# Data Challenges in Calculating Historical Stock Returns

In [None]:
# hide
import logging

logging.getLogger("yfinance").setLevel(logging.CRITICAL)

In [None]:
import pandas as pd
from skfin.plot import *
from tqdm.auto import tqdm

In this section, we discuss two issues related to stock data:
- survivorship bias
- matching datasets (e.g. tickers and company names). 

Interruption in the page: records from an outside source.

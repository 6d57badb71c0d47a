//! Worker identities and generation tokens

use serde::{Deserialize, Serialize};
use std::fmt;
use uuid::Uuid;

/// 128-bit token distinguishing successive processes of one logical worker.
///
/// The all-zero token identifies the first generation; every restart
/// announces a freshly generated, non-zero token.
#[derive(Debug, Clone, Copy, PartialEq, Eq, Hash, Default, Serialize, Deserialize)]
pub struct GenerationToken(pub Uuid);

impl GenerationToken {
    /// Wire size of a token
    pub const LEN: usize = 16;

    /// The first-generation token
    pub const fn first() -> Self {
        GenerationToken(Uuid::nil())
    }

    /// Generate a token for a new worker generation
    pub fn generate() -> Self {
        GenerationToken(Uuid::new_v4())
    }

    /// Check if this is the first-generation (all-zero) token
    pub fn is_first(&self) -> bool {
        self.0.is_nil()
    }

    /// Big-endian wire representation
    pub fn to_bytes(&self) -> [u8; Self::LEN] {
        *self.0.as_bytes()
    }

    /// Build a token from its wire representation
    pub fn from_bytes(bytes: [u8; Self::LEN]) -> Self {
        GenerationToken(Uuid::from_bytes(bytes))
    }

    /// Get the inner UUID
    pub fn as_uuid(&self) -> &Uuid {
        &self.0
    }
}

impl fmt::Display for GenerationToken {
    fn fmt(&self, f: &mut fmt::Formatter<'_>) -> fmt::Result {
        write!(f, "{}", self.0)
    }
}

impl From<Uuid> for GenerationToken {
    fn from(uuid: Uuid) -> Self {
        GenerationToken(uuid)
    }
}

/// Identity of one logical worker slot and its current process generation
#[derive(Debug, Clone, Copy, PartialEq, Eq, Hash, Serialize, Deserialize)]
pub struct WorkerIdentity {
    pub index: usize,
    pub generation: GenerationToken,
}

impl WorkerIdentity {
    pub fn new(index: usize, generation: GenerationToken) -> Self {
        Self { index, generation }
    }

    /// Identity of a first-generation worker
    pub fn first_generation(index: usize) -> Self {
        Self::new(index, GenerationToken::first())
    }
}

impl fmt::Display for WorkerIdentity {
    fn fmt(&self, f: &mut fmt::Formatter<'_>) -> fmt::Result {
        if self.generation.is_first() {
            write!(f, "worker-{}", self.index)
        } else {
            write!(f, "worker-{} ({})", self.index, self.generation)
        }
    }
}

#[cfg(test)]
mod tests {
    use super::*;

    #[test]
    fn test_first_generation_token() {
        let token = GenerationToken::first();
        assert!(token.is_first());
        assert_eq!(token.to_bytes(), [0u8; 16]);
        assert_eq!(token, GenerationToken::default());
    }

    #[test]
    fn test_generated_token_bytes() {
        let token = GenerationToken::generate();
        assert!(!token.is_first());
        assert_eq!(GenerationToken::from_bytes(token.to_bytes()), token);
    }

    #[test]
    fn test_identity_display() {
        assert_eq!(WorkerIdentity::first_generation(3).to_string(), "worker-3");
        let restarted = WorkerIdentity::new(1, GenerationToken::generate());
        assert!(restarted.to_string().starts_with("worker-1 ("));
    }
}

Survivorship bias in data analysis refers to the error that occurs when only the "surviving" or currently existing subjects are considered, while those that have ceased to exist or dropped out are ignored. This leads to overly optimistic results and conclusions because the analysis does not account for entities that failed, exited, or disappeared from the sample. For example, in financial studies, analyzing only funds that exist today ignores those that closed down due to poor performance, thereby distorting performance statistics.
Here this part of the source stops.